Zwei offizielle Interessenten für die Amtsgemeinde gibt es. Die Kurstadtregion in Elbe-Elster ist ein Zusammenschluss der Städte Mühlberg, Bad Liebenwerda, Uebigkau-Wahrenbrück und Falkenberg/Elster. Im Gegensatz zum jetzigen Amt wird der Verwaltungschef von den Bürgern gewählt. Ein gewählter Amtsausschuss fasst die Beschlüsse. Zudem gibt es gewählte Vertreter in den Städten und ehrenamtliche Bürgermeister. Ob die in einem Rat der Bürgermeister tätig werden, ist noch nicht entschieden. Die Kurstadtregion hat 1,5 Millionen Euro aus Potsdam erhalten, um die Verwaltungen und die Elektronik zu vereinheitlichen.
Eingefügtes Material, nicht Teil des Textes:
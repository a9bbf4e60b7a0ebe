//! Live status snapshots published by each protocol engine, read by the
//! `EvalPrinter` and by tests without taking the engine's own mutex.

use serde::{Deserialize, Serialize};

#[derive(Serialize, Deserialize, Clone, Debug)]
pub struct SyncStatus {
    pub is_synced: bool,
    pub root_id: Option<u16>,
    pub neighbor_count: usize,
    pub table_entries: usize,
    pub last_offset_us: i64,
    pub relative_rate_ppm: f64,
    pub updated_local_us: u64,
}

impl Default for SyncStatus {
    fn default() -> Self {
        SyncStatus {
            is_synced: false,
            root_id: None,
            neighbor_count: 0,
            table_entries: 0,
            last_offset_us: 0,
            relative_rate_ppm: 0.0,
            updated_local_us: 0,
        }
    }
}

#[cfg(test)]
mod tests {
    use super::*;

    #[test]
    fn default_status_is_unsynced() {
        let status = SyncStatus::default();
        assert!(!status.is_synced);
        assert_eq!(status.root_id, None);
    }

    #[test]
    fn status_serde_roundtrip() {
        let status = SyncStatus {
            is_synced: true,
            root_id: Some(1),
            relative_rate_ppm: 12.5,
            ..SyncStatus::default()
        };

        let json = serde_json::to_string(&status).unwrap();
        let restored: SyncStatus = serde_json::from_str(&json).unwrap();
        assert_eq!(restored.root_id, Some(1));
        assert!((restored.relative_rate_ppm - 12.5).abs() < f64::EPSILON);
    }
}
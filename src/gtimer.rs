//! The logical clock ("gtimer"): an affine mapping from the node's monotonic
//! hardware counter to the network's agreed global time.
//!
//! `global = local + offset + rate * local`, where `rate` is stored as the
//! deviation from unity (0.0 means "no drift"). Protocols never overwrite
//! `global` directly; they push corrections through [`LogicalClock::set_global_offset`]
//! and [`LogicalClock::set_relative_rate`], which keeps `global` a pure
//! function of the ever-monotonic hardware reading.

use std::sync::{Arc, Mutex};

use crate::hardware_clock::HardwareClock;

/// A snapshot of the logical clock at one instant.
#[derive(Debug, Clone, Copy, PartialEq)]
pub struct TimeVal {
    pub local: u64,
    pub global: i64,
    pub rate: f64,
}

struct Inner {
    offset: i64,
    rate: f64,
}

/// Thread-safe logical clock shared by every protocol engine on a node.
///
/// The hardware counter is read lock-free; `offset`/`rate` are guarded by a
/// single mutex so `now()` observes a consistent pair.
pub struct LogicalClock<H: HardwareClock> {
    hw: H,
    inner: Mutex<Inner>,
}

impl<H: HardwareClock> LogicalClock<H> {
    pub fn new(hw: H) -> Arc<Self> {
        Arc::new(LogicalClock {
            hw,
            inner: Mutex::new(Inner { offset: 0, rate: 0.0 }),
        })
    }

    /// Snapshot the clock: hardware reading plus the current correction.
    pub fn now(&self) -> TimeVal {
        let local = self.hw.now_us();
        let inner = self.inner.lock().unwrap();
        let global = (local as i64).wrapping_add(inner.offset).wrapping_add((local as f64 * inner.rate) as i64);
        TimeVal { local, global, rate: inner.rate }
    }

    /// Apply an additive correction to the global offset.
    pub fn set_global_offset(&self, delta: i64) {
        let mut inner = self.inner.lock().unwrap();
        inner.offset = inner.offset.wrapping_add(delta);
    }

    /// Replace the relative rate correction (delta from unity).
    pub fn set_relative_rate(&self, rate: f64) {
        let mut inner = self.inner.lock().unwrap();
        inner.rate = rate;
    }

    pub fn relative_rate(&self) -> f64 {
        self.inner.lock().unwrap().rate
    }
}

#[cfg(test)]
mod tests {
    use super::*;
    use crate::hardware_clock::MockHardwareClock;

    #[test]
    fn now_reflects_offset_and_rate() {
        let mut hw = MockHardwareClock::new();
        hw.expect_now_us().returning(|| 1_000_000);
        let clock = LogicalClock::new(hw);

        let t0 = clock.now();
        assert_eq!(t0.global, 1_000_000);

        clock.set_global_offset(500);
        let t1 = clock.now();
        assert_eq!(t1.global, 1_000_500);

        clock.set_relative_rate(0.001);
        let t2 = clock.now();
        assert_eq!(t2.global, 1_000_500 + 1000);
    }

    #[test]
    fn offsets_accumulate() {
        let mut hw = MockHardwareClock::new();
        hw.expect_now_us().returning(|| 0);
        let clock = LogicalClock::new(hw);

        clock.set_global_offset(10);
        clock.set_global_offset(-3);
        assert_eq!(clock.now().global, 7);
    }
}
Das zweite Beispiel liegt im Oderbruch, wo bis auf Letschin und Märkische Höhe der Altkreis Seelow wieder ersteht. Der Bau des Verwaltungsgebäudes in der Kreisstadt soll vom Innenministerium gefördert werden. Unklar ist, wie die Amtsgemeinde mit den rund 20 Gemeinden klar kommen soll, die die Selbstständigkeit behalten. Jetzige Ämter bestehen aus maximal fünf Gemeinden. Die Amtsgemeinde soll vor Ort entscheiden, wie man mit den vielen Gemeinden und Ortsteilen klarkommt. Keine Vorgaben, keine Gemeindereform, so Lange.

Am südöstlichen Berliner Rand liegt Eichwalde. Bürgermeister Bernd Speer verweist auf die sich seit Jahren entwickelnde Kooperation mit den Nachbarn Schulzendorf und Zeuthen. Ein gemeinsamer Regionalausschuss soll weitere Vorschläge zur Verwaltungszusammenarbeit ausloten.

Trotz der 6600 Einwohner hält Speer Eichwalde auf Dauer für zu klein. Es gelinge nicht mehr, technisches Personal zu finden. Königs Wusterhausen und erst recht Berlin können viel mehr zahlen. Unterführungen unter die S-Bahn müssen gebaut, das Umfeld der Bahnhöfe behindertengerecht gestaltet werden. Eichwalde wird dafür kaum Kredite erhalten. Speer würde gern Richtung Fusion mit den Nachbarn gehen, aber die scheinen nicht so weit zu sein. Dort gilt das Thema noch als heikel. In Eichwalde ist die Aufregung darüber schon abgeklungen.

Auch die Gemeinde Werneuchen und das Amt Falkenberg-Höhe wollen auf einander zugehen. Erstere liegt im Barnim, das zweite in Märkisch-Oderland. In Potsdam heißt es, die Landkreise sollen sich verständigen. Gernot Schmidt, Landrat in Märkisch-Oderland, kann sich ein Zusammengehen nur vorstellen, wenn beide später seinem Kreis angehören. Anderenfalls fürchtet er, dass sein Kreis deutlich unter die für 2030 geforderten 175 000 Einwohner fallen könnte und die jetzt vorgesehen Selbstständigkeit doch noch in Frage gestellt wird. Für den Barnim, der mit der Uckermark vereint soll, stellt die Einwohnerzahl nach der Fusion keine Gefahr dar.